For the study, Paulina Salminen, from Turku University Hospital in Finland, and colleagues involved more than 500 appendicitis patients and randomly treated them with either surgery or antibiotics. They found that 186 of the 256 patients who were given antibiotics no longer required appendectomy during the one-year follow-up period.
The findings suggest that antibiotics can cure inflammation without the patient going under the knife providing an option for those who do not want to undergo surgery to treat their condition.
Salminen noted that the results of their study only applied for those with uncomplicated appendicitis as her team excluded the 20 percent of the volunteer patients who have complicated cases from participating in the trial. These include those who have perforated appendices and those who have the rock-like blockage of the appendix known as appendicolith.
"Most patients randomized to antibiotic treatment for uncomplicated appendicitis did not require appendectomy during the 1-year follow-up period, and those who required appendectomy did not experience significant complications," the researchers wrote.
Edward Livingston a surgeon and editor at JAMA said that the time has arrived to consider abandoning routine surgical treatment for those who have uncomplicated appendicitis.
"The operation served patients well for more than 100 years," Livingston wrote. "With development of more precise diagnostic capabilities like CT and effective broad-spectrum antibiotics, appendectomy may be unnecessary for uncomplicated appendicitis, which now occurs in the majority of acute appendicitis cases."

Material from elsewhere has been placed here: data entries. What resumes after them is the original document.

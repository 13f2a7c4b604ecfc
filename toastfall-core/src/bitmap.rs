//! Indexed-colour bitmap assets
//!
//! Asset layout:
//! - `palette`: RGB565 colour per palette index
//! - `data`: packed bit stream, MSB first, `bpp` bits per pixel
//! - frames are stored back to back, each `width * height` pixels
//!
//! Frames are decoded once at startup into a [`SpriteSheet`] of
//! display-ready RGB565 pixels so the tick loop only copies memory.

use embedded_graphics::prelude::Size;

/// Errors that can occur while decoding a bitmap
#[derive(Debug, Clone, Copy, PartialEq, Eq)]
#[cfg_attr(feature = "defmt", derive(defmt::Format))]
pub enum BitmapError {
    /// Requested frame does not exist
    FrameOutOfRange,
    /// Output buffer cannot hold the decoded pixels
    BufferTooSmall,
    /// Bit stream ends before the requested frame does
    TruncatedData,
    /// Pixel refers to a palette entry that does not exist
    PaletteIndexOutOfRange,
    /// Bits per pixel outside 1..=8
    UnsupportedDepth,
}

/// Packed, palette-indexed bitmap with one or more frames
#[derive(Debug, Clone, Copy)]
pub struct Bitmap<'a> {
    /// Frame width in pixels
    pub width: u16,
    /// Frame height in pixels
    pub height: u16,
    /// Bits per pixel (1..=8)
    pub bpp: u8,
    /// Number of frames in `data`
    pub frames: u16,
    /// RGB565 colour for each palette index
    pub palette: &'a [u16],
    /// Packed palette indices, MSB first
    pub data: &'a [u8],
}

impl<'a> Bitmap<'a> {
    /// Frame size in pixels
    pub fn size(&self) -> Size {
        Size::new(self.width as u32, self.height as u32)
    }

    /// Pixels in one frame
    pub fn frame_pixels(&self) -> usize {
        self.width as usize * self.height as usize
    }

    /// Pixels needed to hold every frame
    pub fn sheet_pixels(&self) -> usize {
        self.frame_pixels() * self.frames as usize
    }

    /// Decode frame `index` into `out` (at least one frame of pixels)
    pub fn decode_frame(&self, index: usize, out: &mut [u16]) -> Result<(), BitmapError> {
        if !(1..=8).contains(&self.bpp) {
            return Err(BitmapError::UnsupportedDepth);
        }
        if index >= self.frames as usize {
            return Err(BitmapError::FrameOutOfRange);
        }

        let pixels = self.frame_pixels();
        if out.len() < pixels {
            return Err(BitmapError::BufferTooSmall);
        }

        let bpp = self.bpp as usize;
        let mut bit = bpp * pixels * index;
        if (bit + bpp * pixels).div_ceil(8) > self.data.len() {
            return Err(BitmapError::TruncatedData);
        }

        for px in out[..pixels].iter_mut() {
            let mut color_index = 0usize;
            for _ in 0..bpp {
                let byte = self.data[bit >> 3];
                color_index = (color_index << 1) | ((byte >> (7 - (bit & 7))) & 1) as usize;
                bit += 1;
            }

            *px = *self
                .palette
                .get(color_index)
                .ok_or(BitmapError::PaletteIndexOutOfRange)?;
        }

        Ok(())
    }

    /// Decode every frame into `out` and wrap it as a sprite sheet
    pub fn decode_sheet<'b>(&self, out: &'b mut [u16]) -> Result<SpriteSheet<'b>, BitmapError> {
        let per_frame = self.frame_pixels();
        let total = self.sheet_pixels();
        if out.len() < total {
            return Err(BitmapError::BufferTooSmall);
        }

        for index in 0..self.frames as usize {
            let start = index * per_frame;
            self.decode_frame(index, &mut out[start..start + per_frame])?;
        }

        let pixels: &'b [u16] = out;
        Ok(SpriteSheet {
            size: self.size(),
            frames: self.frames as usize,
            pixels: &pixels[..total],
        })
    }
}

/// Decoded frames, ready to be copied into the frame buffer
#[derive(Debug, Clone, Copy)]
pub struct SpriteSheet<'a> {
    size: Size,
    frames: usize,
    pixels: &'a [u16],
}

impl<'a> SpriteSheet<'a> {
    /// Wrap pre-decoded pixels (`frames` frames of `size`, back to back)
    pub fn from_pixels(size: Size, frames: usize, pixels: &'a [u16]) -> Result<Self, BitmapError> {
        let needed = (size.width * size.height) as usize * frames;
        if pixels.len() < needed {
            return Err(BitmapError::TruncatedData);
        }
        Ok(Self {
            size,
            frames,
            pixels: &pixels[..needed],
        })
    }

    /// Frame size in pixels
    pub fn size(&self) -> Size {
        self.size
    }

    /// Number of frames
    pub fn frame_count(&self) -> usize {
        self.frames
    }

    /// Pixels of frame `index`
    pub fn frame(&self, index: usize) -> Option<&'a [u16]> {
        if index >= self.frames {
            return None;
        }
        let per_frame = (self.size.width * self.size.height) as usize;
        let start = index * per_frame;
        Some(&self.pixels[start..start + per_frame])
    }
}

#[cfg(test)]
mod tests {
    use super::*;

    const PALETTE: [u16; 4] = [0x0000, 0xF800, 0x07E0, 0x001F];

    // 2x2 frames at 2 bpp: frame 0 = [0, 1, 2, 3], frame 1 = [3, 3, 0, 1]
    const DATA: [u8; 2] = [0b00_01_10_11, 0b11_11_00_01];

    fn bitmap() -> Bitmap<'static> {
        Bitmap {
            width: 2,
            height: 2,
            bpp: 2,
            frames: 2,
            palette: &PALETTE,
            data: &DATA,
        }
    }

    #[test]
    fn test_decode_first_frame() {
        let mut out = [0u16; 4];
        bitmap().decode_frame(0, &mut out).unwrap();
        assert_eq!(out, [0x0000, 0xF800, 0x07E0, 0x001F]);
    }

    #[test]
    fn test_decode_second_frame() {
        let mut out = [0u16; 4];
        bitmap().decode_frame(1, &mut out).unwrap();
        assert_eq!(out, [0x001F, 0x001F, 0x0000, 0xF800]);
    }

    #[test]
    fn test_decode_across_byte_boundary() {
        // 3 bpp, 3 pixels: indices 5, 2, 7 -> 101 010 11|1
        let palette = [0u16, 10, 20, 30, 40, 50, 60, 70];
        let data = [0b1010_1011, 0b1000_0000];
        let bmp = Bitmap {
            width: 3,
            height: 1,
            bpp: 3,
            frames: 1,
            palette: &palette,
            data: &data,
        };

        let mut out = [0u16; 3];
        bmp.decode_frame(0, &mut out).unwrap();
        assert_eq!(out, [50, 20, 70]);
    }

    #[test]
    fn test_decode_errors() {
        let bmp = bitmap();
        let mut out = [0u16; 4];

        assert_eq!(bmp.decode_frame(2, &mut out), Err(BitmapError::FrameOutOfRange));
        assert_eq!(
            bmp.decode_frame(0, &mut out[..3]),
            Err(BitmapError::BufferTooSmall)
        );

        let short = Bitmap { data: &DATA[..1], ..bmp };
        assert_eq!(short.decode_frame(1, &mut out), Err(BitmapError::TruncatedData));

        let small_palette = Bitmap { palette: &PALETTE[..2], ..bmp };
        assert_eq!(
            small_palette.decode_frame(0, &mut out),
            Err(BitmapError::PaletteIndexOutOfRange)
        );

        let deep = Bitmap { bpp: 9, ..bmp };
        assert_eq!(deep.decode_frame(0, &mut out), Err(BitmapError::UnsupportedDepth));
    }

    #[test]
    fn test_decode_sheet() {
        let mut out = [0u16; 8];
        let sheet = bitmap().decode_sheet(&mut out).unwrap();

        assert_eq!(sheet.frame_count(), 2);
        assert_eq!(sheet.size(), Size::new(2, 2));
        assert_eq!(sheet.frame(0), Some(&[0x0000, 0xF800, 0x07E0, 0x001F][..]));
        assert_eq!(sheet.frame(1), Some(&[0x001F, 0x001F, 0x0000, 0xF800][..]));
        assert_eq!(sheet.frame(2), None);
    }

    #[test]
    fn test_sheet_from_pixels_checks_length() {
        let pixels = [0u16; 7];
        assert_eq!(
            SpriteSheet::from_pixels(Size::new(2, 2), 2, &pixels).err(),
            Some(BitmapError::TruncatedData)
        );
        assert!(SpriteSheet::from_pixels(Size::new(2, 2), 1, &pixels).is_ok());
    }
}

Some experts, however, noted that antibiotics were not enough as 70 of the patients, or a quarter of those who received antibiotic, underwent surgical intervention within a year and this failure rate, according to Philip S. Barie, a surgeon at Weill Cornell Medical College, is unacceptable.
The patients who underwent surgical operations after receiving antibiotic drugs, however, did not experience complications compared with their counterparts who underwent appendectomy right away.